*** Dataset entries Section Begins ***

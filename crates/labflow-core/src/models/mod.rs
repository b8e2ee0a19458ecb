//! Domain models for the LabFlow system.

mod activity;
mod case;
mod doctor;
mod material;
mod role;

pub use activity::*;
pub use case::*;
pub use doctor::*;
pub use material::*;
pub use role::*;
impl From<Doctor> for FfiDoctor {
    fn from(doctor: Doctor) -> Self {
        Self {
            portal_linked: doctor.is_linked(),
            id: doctor.id,
            name: doctor.name,
            practice: doctor.practice,
            email: doctor.email,
            phone: doctor.phone,
        }
    }
}

/// FFI-safe material. Decimals are strings.
#[derive(Debug, Clone, uniffi::Record)]
pub struct FfiMaterial {
    pub id: String,
    pub name: String,
    pub sku: String,
    pub category: String,
    pub unit: String,
    pub quantity: String,
    pub reorder_level: String,
    pub unit_cost: String,
    pub supplier: String,
    pub low_stock: bool,
}

impl From<Material> for FfiMaterial {
    fn from(material: Material) -> Self {
        Self {
            low_stock: material.is_low_stock(),
            id: material.id,
            name: material.name,
            sku: material.sku,
            category: material.category,
            unit: material.unit,
            quantity: material.quantity.to_string(),
            reorder_level: material.reorder_level.to_string(),
            unit_cost: material.unit_cost.to_string(),
            supplier: material.supplier,
        }
    }
}

impl TryFrom<FfiMaterial> for Material {
    type Error = LabFlowError;

    fn try_from(input: FfiMaterial) -> Result<Self, Self::Error> {
        let mut material = Material::new(input.name, input.unit);
        material.id = input.id;
        material.sku = input.sku;
        material.category = input.category;
        material.quantity = parse_decimal("quantity", &input.quantity)?;
        material.reorder_level = parse_decimal("reorder level", &input.reorder_level)?;
        material.unit_cost = parse_decimal("unit cost", &input.unit_cost)?;
        material.supplier = input.supplier;
        Ok(material)
    }
}

/// FFI-safe case-material link.
#[derive(Debug, Clone, uniffi::Record)]
pub struct FfiCaseMaterial {
    pub id: String,
    pub case_id: String,
    pub material_id: String,
    pub quantity_used: String,
    pub material_name: Option<String>,
    pub material_unit: Option<String>,
    pub created_at: String,
}

impl From<CaseMaterial> for FfiCaseMaterial {
    fn from(link: CaseMaterial) -> Self {
        Self {
            id: link.id,
            case_id: link.case_id,
            material_id: link.material_id,
            quantity_used: link.quantity_used.to_string(),
            material_name: link.material_name,
            material_unit: link.material_unit,
            created_at: link.created_at,
        }
    }
}

/// FFI-safe pending invoice row.
#[derive(Debug, Clone, uniffi::Record)]
pub struct FfiPendingInvoice {
    pub doctor_id: String,
    pub doctor_name: String,
    pub case_count: u32,
    pub amount: String,
}

impl From<billing::PendingInvoice> for FfiPendingInvoice {
    fn from(pending: billing::PendingInvoice) -> Self {
        Self {
            doctor_id: pending.doctor_id,
            doctor_name: pending.doctor_name,
            case_count: pending.case_count as u32,
            amount: format!("{:.2}", pending.amount),
        }
    }
}

/// FFI-safe activity entry.
#[derive(Debug, Clone, uniffi::Record)]
pub struct FfiActivityEntry {
    pub id: String,
    pub case_id: Option<String>,
    pub user_id: String,
    pub user_name: String,
    pub action: String,
    pub details_json: String,
    pub created_at: String,
}

impl From<ActivityLogEntry> for FfiActivityEntry {
    fn from(entry: ActivityLogEntry) -> Self {
        Self {
            details_json: entry.details.to_string(),
            id: entry.id,
            case_id: entry.case_id,
            user_id: entry.user_id,
            user_name: entry.user_name,
            action: entry.action,
            created_at: entry.created_at,
        }
    }
}

/// FFI-safe restoration catalog group.
#[derive(Debug, Clone, uniffi::Record)]
pub struct FfiRestorationGroup {
    pub name: String,
    pub types: Vec<String>,
}
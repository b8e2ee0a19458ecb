//! Invoice aggregation.

use std::collections::BTreeMap;

use rust_decimal::Decimal;
use serde::Serialize;

use crate::models::Case;

/// Bucket for cases whose creation timestamp cannot be parsed.
pub const UNKNOWN_MONTH: &str = "unknown";

/// Pending and invoiced price sums.
#[derive(Debug, Clone, Copy, Default, PartialEq, Eq, Serialize)]
pub struct InvoiceTotals {
    /// Sum of prices where `invoiced = false`
    pub pending: Decimal,
    /// Sum of prices where `invoiced = true`
    pub invoiced: Decimal,
    pub case_count: usize,
}

impl InvoiceTotals {
    fn add(&mut self, case: &Case) {
        if case.invoiced {
            self.invoiced += case.price;
        } else {
            self.pending += case.price;
        }
        self.case_count += 1;
    }

    pub fn total(&self) -> Decimal {
        self.pending + self.invoiced
    }
}

/// Totals for one referring doctor.
#[derive(Debug, Clone, PartialEq, Eq, Serialize)]
pub struct DoctorInvoiceTotals {
    pub doctor_id: String,
    pub doctor_name: Option<String>,
    pub totals: InvoiceTotals,
}

/// Pending/invoiced sums overall, by creation month and by doctor.
#[derive(Debug, Clone, Default, PartialEq, Eq, Serialize)]
pub struct InvoiceSummary {
    pub overall: InvoiceTotals,
    /// Keyed by `YYYY-MM` of creation, ascending
    pub by_month: BTreeMap<String, InvoiceTotals>,
    /// Keyed by doctor id
    pub by_doctor: BTreeMap<String, DoctorInvoiceTotals>,
}

/// Aggregate prices over `cases`.
pub fn summarize_invoices(cases: &[Case]) -> InvoiceSummary {
    let mut summary = InvoiceSummary::default();

    for case in cases {
        summary.overall.add(case);

        let month = case.created_month().unwrap_or_else(|| UNKNOWN_MONTH.to_string());
        summary.by_month.entry(month).or_default().add(case);

        summary
            .by_doctor
            .entry(case.doctor_id.clone())
            .or_insert_with(|| DoctorInvoiceTotals {
                doctor_id: case.doctor_id.clone(),
                doctor_name: case.doctor_name.clone(),
                totals: InvoiceTotals::default(),
            })
            .totals
            .add(case);
    }

    summary
}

*** Dataset entries Section Ends ***

Work order> Reproduce the listing above exactly as far as the line with "material.category = input.category;", that line included.

Response area>
filename crates/labflow-core/src/models/mod.rs
repository b8e2ee0a19458ecb
//! Domain models for the LabFlow system.

mod activity;
mod case;
mod doctor;
mod material;
mod role;

pub use activity::*;
pub use case::*;
pub use doctor::*;
pub use material::*;
pub use role::*;
impl From<Doctor> for FfiDoctor {
    fn from(doctor: Doctor) -> Self {
        Self {
            portal_linked: doctor.is_linked(),
            id: doctor.id,
            name: doctor.name,
            practice: doctor.practice,
            email: doctor.email,
            phone: doctor.phone,
        }
    }
}

/// FFI-safe material. Decimals are strings.
#[derive(Debug, Clone, uniffi::Record)]
pub struct FfiMaterial {
    pub id: String,
    pub name: String,
    pub sku: String,
    pub category: String,
    pub unit: String,
    pub quantity: String,
    pub reorder_level: String,
    pub unit_cost: String,
    pub supplier: String,
    pub low_stock: bool,
}

impl From<Material> for FfiMaterial {
    fn from(material: Material) -> Self {
        Self {
            low_stock: material.is_low_stock(),
            id: material.id,
            name: material.name,
            sku: material.sku,
            category: material.category,
            unit: material.unit,
            quantity: material.quantity.to_string(),
            reorder_level: material.reorder_level.to_string(),
            unit_cost: material.unit_cost.to_string(),
            supplier: material.supplier,
        }
    }
}

impl TryFrom<FfiMaterial> for Material {
    type Error = LabFlowError;

    fn try_from(input: FfiMaterial) -> Result<Self, Self::Error> {
        let mut material = Material::new(input.name, input.unit);
        material.id = input.id;
        material.sku = input.sku;
        material.category = input.category;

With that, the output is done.